=== Given records ===

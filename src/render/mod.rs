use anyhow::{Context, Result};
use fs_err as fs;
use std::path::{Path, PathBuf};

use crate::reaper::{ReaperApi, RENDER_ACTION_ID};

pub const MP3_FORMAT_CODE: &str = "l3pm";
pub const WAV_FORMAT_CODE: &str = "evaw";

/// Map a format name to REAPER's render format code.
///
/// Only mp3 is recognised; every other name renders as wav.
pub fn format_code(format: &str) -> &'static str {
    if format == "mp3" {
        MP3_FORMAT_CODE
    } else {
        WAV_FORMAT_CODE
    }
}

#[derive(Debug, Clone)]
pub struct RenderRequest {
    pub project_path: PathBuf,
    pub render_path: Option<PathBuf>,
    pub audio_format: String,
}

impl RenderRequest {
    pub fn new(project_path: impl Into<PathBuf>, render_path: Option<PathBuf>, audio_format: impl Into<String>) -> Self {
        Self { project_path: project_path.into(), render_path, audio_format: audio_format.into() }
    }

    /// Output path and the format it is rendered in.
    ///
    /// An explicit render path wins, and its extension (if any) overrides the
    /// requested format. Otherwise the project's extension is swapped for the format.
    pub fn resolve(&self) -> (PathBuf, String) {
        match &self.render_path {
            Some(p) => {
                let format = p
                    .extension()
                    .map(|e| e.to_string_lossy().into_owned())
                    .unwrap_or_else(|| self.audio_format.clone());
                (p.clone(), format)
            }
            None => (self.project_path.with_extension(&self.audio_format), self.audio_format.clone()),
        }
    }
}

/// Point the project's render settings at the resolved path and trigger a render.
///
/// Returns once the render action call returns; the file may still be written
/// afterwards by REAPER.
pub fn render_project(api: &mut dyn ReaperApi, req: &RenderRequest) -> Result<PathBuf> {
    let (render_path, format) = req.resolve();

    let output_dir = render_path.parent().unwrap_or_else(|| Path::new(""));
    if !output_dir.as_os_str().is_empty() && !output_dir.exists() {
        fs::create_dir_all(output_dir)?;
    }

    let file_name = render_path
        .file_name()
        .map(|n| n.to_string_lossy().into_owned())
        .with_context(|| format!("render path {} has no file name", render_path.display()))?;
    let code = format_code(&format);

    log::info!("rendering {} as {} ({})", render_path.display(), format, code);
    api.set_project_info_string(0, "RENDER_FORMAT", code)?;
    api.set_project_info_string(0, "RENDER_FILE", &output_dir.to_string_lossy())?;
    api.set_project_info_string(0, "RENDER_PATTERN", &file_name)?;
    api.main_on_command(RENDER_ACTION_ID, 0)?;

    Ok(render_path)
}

===
=== Given records ===

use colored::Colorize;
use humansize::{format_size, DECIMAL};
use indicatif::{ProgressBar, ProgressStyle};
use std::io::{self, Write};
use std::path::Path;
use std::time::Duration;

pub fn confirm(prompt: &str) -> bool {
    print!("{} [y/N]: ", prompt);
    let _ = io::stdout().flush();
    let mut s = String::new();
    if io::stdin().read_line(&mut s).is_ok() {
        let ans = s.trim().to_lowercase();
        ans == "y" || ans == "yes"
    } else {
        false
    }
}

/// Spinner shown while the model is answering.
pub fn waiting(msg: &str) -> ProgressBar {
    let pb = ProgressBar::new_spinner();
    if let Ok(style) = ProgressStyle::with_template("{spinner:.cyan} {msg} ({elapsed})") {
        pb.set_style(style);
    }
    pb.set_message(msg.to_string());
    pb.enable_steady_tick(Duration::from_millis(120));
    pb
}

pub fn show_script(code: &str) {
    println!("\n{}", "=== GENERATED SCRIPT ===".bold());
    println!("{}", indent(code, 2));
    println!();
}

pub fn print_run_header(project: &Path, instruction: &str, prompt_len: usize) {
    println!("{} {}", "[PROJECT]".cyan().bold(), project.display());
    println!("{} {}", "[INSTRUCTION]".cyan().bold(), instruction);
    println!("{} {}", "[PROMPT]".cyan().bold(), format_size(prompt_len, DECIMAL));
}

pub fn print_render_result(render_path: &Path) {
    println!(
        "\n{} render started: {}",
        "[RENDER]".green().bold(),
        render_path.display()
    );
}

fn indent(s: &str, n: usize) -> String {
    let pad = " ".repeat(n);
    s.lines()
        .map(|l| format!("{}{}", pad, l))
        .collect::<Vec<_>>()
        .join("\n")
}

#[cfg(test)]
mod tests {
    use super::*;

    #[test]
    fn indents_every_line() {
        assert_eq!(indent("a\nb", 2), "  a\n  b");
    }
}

===
=== Given records ===

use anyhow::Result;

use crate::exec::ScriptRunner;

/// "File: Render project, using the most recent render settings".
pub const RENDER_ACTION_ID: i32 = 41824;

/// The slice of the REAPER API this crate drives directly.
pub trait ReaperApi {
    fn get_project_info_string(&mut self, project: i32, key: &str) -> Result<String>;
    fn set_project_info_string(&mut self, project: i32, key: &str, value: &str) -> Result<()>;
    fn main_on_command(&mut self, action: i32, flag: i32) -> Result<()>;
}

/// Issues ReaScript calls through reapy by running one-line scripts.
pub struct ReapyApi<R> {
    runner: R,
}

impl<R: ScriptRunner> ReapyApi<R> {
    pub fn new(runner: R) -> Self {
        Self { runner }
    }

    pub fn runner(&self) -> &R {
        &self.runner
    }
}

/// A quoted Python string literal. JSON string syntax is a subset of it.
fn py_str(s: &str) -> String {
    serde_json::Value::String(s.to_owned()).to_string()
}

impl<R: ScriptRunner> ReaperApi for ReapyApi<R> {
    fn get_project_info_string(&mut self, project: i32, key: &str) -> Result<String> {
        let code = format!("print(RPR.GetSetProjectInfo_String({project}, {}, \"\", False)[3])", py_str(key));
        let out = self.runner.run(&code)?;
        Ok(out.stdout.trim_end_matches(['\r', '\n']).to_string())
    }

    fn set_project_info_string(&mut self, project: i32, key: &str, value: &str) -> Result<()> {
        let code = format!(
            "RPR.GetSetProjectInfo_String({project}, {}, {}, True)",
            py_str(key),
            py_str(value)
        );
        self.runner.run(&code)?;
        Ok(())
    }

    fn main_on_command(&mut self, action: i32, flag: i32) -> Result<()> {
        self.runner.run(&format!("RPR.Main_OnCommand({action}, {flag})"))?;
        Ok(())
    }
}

===

Task brief :: Within the data above, how many lines include "cyan"? The number alone is the answer.

Task response :: 4